I personally adhere to the opinion of Ibn Taymiyah on this matter, which states: “A great dispute occurred regarding sufism. A group of Muslims extremely denounced sufis and sufism and said sufis are mubtade’een and are out of the sunna (the traditions) of the Prophet (pbuh). This opinion was adopted by a large number of imams (Islamic scholars) and transmitted later by people of fiqh (law) and people of ‘ilmu al-kalam (theology). Another group went too far in defending sufis and sufism. They claimed that sufis are the best among people and the most complete after prophets and messengers.
Both extreme opinions should not be acceptable. The right opinion should be that sufis are Muslims whom are striving hard to obey Allah (swt) like other Muslims who strive to obey Allah (swt) as well.

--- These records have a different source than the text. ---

//! Error types for the sync engine.

use cdcsync_protocol::ProtocolError;
use thiserror::Error;

/// Result type for sync operations.
pub type SyncResult<T> = Result<T, SyncError>;

/// Errors that can occur during sync operations.
///
/// Errors fall into four groups: transient ones are retried with backoff,
/// `AuthenticationFailed` invalidates the credential before retrying,
/// `SchemaDrift` triggers a fresh data snapshot, and fatal ones stop the
/// engine.
#[derive(Error, Debug)]
pub enum SyncError {
    /// Network or transport error.
    #[error("transport error: {message}")]
    Transport {
        /// Error message.
        message: String,
        /// Whether the operation can be retried.
        retryable: bool,
    },

    /// Request timed out.
    #[error("operation timed out")]
    Timeout,

    /// Remote answered with a status the caller does not handle.
    #[error("unexpected status {status}: {body}")]
    UnexpectedStatus {
        /// HTTP status code.
        status: u16,
        /// Response body, possibly truncated.
        body: String,
    },

    /// Remote rejected the bearer token.
    #[error("authentication failed: {0}")]
    AuthenticationFailed(String),

    /// Local schema no longer matches the change feed.
    #[error("schema drift: {0}")]
    SchemaDrift(String),

    /// Response body could not be decoded.
    #[error("malformed response: {0}")]
    MalformedResponse(String),

    /// Local database error.
    #[error("database error: {0}")]
    Database(#[from] sqlx::Error),

    /// Filesystem error.
    #[error("io error: {0}")]
    Io(#[from] std::io::Error),

    /// A delete matched no rows.
    #[error("row not found in table {table}")]
    RowNotFound {
        /// Local table name.
        table: String,
    },

    /// Table has no primary key to address rows by.
    #[error("table {table} has no primary key")]
    MissingPrimaryKey {
        /// Local table name.
        table: String,
    },

    /// Change record lacks the row its operation needs.
    #[error("{operation} on {table} carries no row")]
    MissingRow {
        /// Local table name.
        table: String,
        /// Operation name.
        operation: String,
    },

    /// Change targets a table that must not be modified that way.
    #[error("illegal {operation} on table {table}")]
    IllegalTableOperation {
        /// Wire table name.
        table: String,
        /// Operation name.
        operation: String,
    },

    /// Subscribers did not acknowledge a publish in time.
    #[error("subscribers did not acknowledge within the publish timeout")]
    SubscriberTimeout,

    /// Applied changes could not be checkpointed.
    #[error("failed to persist sequence: {0}")]
    SequencePersistence(String),

    /// Unrecoverable condition.
    #[error("fatal: {0}")]
    Fatal(String),

    /// Operation was cancelled.
    #[error("sync cancelled")]
    Cancelled,

    /// Component has already been closed.
    #[error("component closed")]
    Closed,

    /// Configuration is unusable.
    #[error("invalid configuration: {0}")]
    InvalidConfig(String),

    /// Invalid state transition.
    #[error("invalid state transition from {from:?} to {to:?}")]
    InvalidStateTransition {
        /// Current state.
        from: String,
        /// Attempted target state.
        to: String,
    },
}

impl SyncError {
    /// Creates a retryable transport error.
    pub fn transport_retryable(message: impl Into<String>) -> Self {
        Self::Transport {
            message: message.into(),
            retryable: true,
        }
    }

    /// Creates a non-retryable transport error.
    pub fn transport_fatal(message: impl Into<String>) -> Self {
        Self::Transport {
            message: message.into(),
            retryable: false,
        }
    }

    /// Creates an illegal-operation error.
    pub fn illegal(table: impl Into<String>, operation: impl std::fmt::Display) -> Self {
        Self::IllegalTableOperation {
            table: table.into(),
            operation: operation.to_string(),
        }
    }

    /// Returns true if this error can be retried.
    pub fn is_retryable(&self) -> bool {
        match self {
            SyncError::Transport { retryable, .. } => *retryable,
            SyncError::Timeout
            | SyncError::UnexpectedStatus { .. }
            | SyncError::AuthenticationFailed(_)
            | SyncError::SchemaDrift(_)
            | SyncError::MalformedResponse(_)
            | SyncError::Database(_)
            | SyncError::Io(_)
            | SyncError::RowNotFound { .. }
            | SyncError::MissingPrimaryKey { .. }
            | SyncError::MissingRow { .. } => true,
            _ => false,
        }
    }

    /// Returns true if this error must stop the engine.
    pub fn is_fatal(&self) -> bool {
        matches!(
            self,
            SyncError::Transport {
                retryable: false,
                ..
            } | SyncError::IllegalTableOperation { .. }
                | SyncError::SubscriberTimeout
                | SyncError::SequencePersistence(_)
                | SyncError::Fatal(_)
                | SyncError::InvalidConfig(_)
        )
    }

    /// Returns true if the local schema must be refreshed.
    pub fn is_schema_drift(&self) -> bool {
        matches!(self, SyncError::SchemaDrift(_))
    }

    /// Returns true if the error ends a loop without being reported.
    pub fn is_shutdown(&self) -> bool {
        matches!(self, SyncError::Cancelled | SyncError::Closed)
    }
}

impl From<reqwest::Error> for SyncError {
    fn from(err: reqwest::Error) -> Self {
        if err.is_timeout() {
            SyncError::Timeout
        } else if err.is_decode() {
            SyncError::MalformedResponse(err.to_string())
        } else {
            SyncError::transport_retryable(err.to_string())
        }
    }
}

impl From<ProtocolError> for SyncError {
    fn from(err: ProtocolError) -> Self {
        SyncError::MalformedResponse(err.to_string())
    }
}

Among the sufis there are those who are foremost in their good deeds, through their striving, and are near Allah and those who follow a middle course of striving. Also, among the two kinds of sufis there are those who do right and those who do wrong, and among them those who commit sin and repent, and those who commit sin and do not repent.
And it happened that some people claimed affiliation with sufism who were innovators and deviant Muslims. These people, al-Hallaj for instance, are rejected and denounced by the renowned scholars of sufism such as Al-Junaid Ibn Muhammad, the master of the sufis, and others.” (Refer to Majmu’atu al-Fatawa of Ibn Taymiyah, Vol. 11)
This was the opinion of Shaikh al-Islam Ibn Taymiyah about sufism, which I believe is the most reasonable and logical opinion about this subject matter. Moreover, all scholars, sufis and non-sufis, agreed that any religious practice that contradicts or has no root in the Qur’an and the traditions of the Prophet (pbuh) is not acceptable, according to Islam. Also, they agreed that the only sufism, which is acceptable is the one that is guided and fits within the right ‘aqidah (creed) of Islam. Sufism in this sense means a hard striving in purifying the soul and a hard striving to win the blessing of Allah (swt).
Among many scholars, including sufi scholars, the only acceptable sufism is the one that is continuously guided by the right ‘aqidah (creed), aims to purify one’s soul (tazkiyah), and adheres to the teachings of the shari’a (Islamic law). This type of sufism is not only acceptable, but encouraged by many well known scholars.
It was reported that Imam Malik once said: ‘He who practice tasawuf (sufism) without learning shari’a corrupts his deen (faith), while he who learns shari’a without practicing tasawuf corrupts himself. Only he who combines the two proves true.’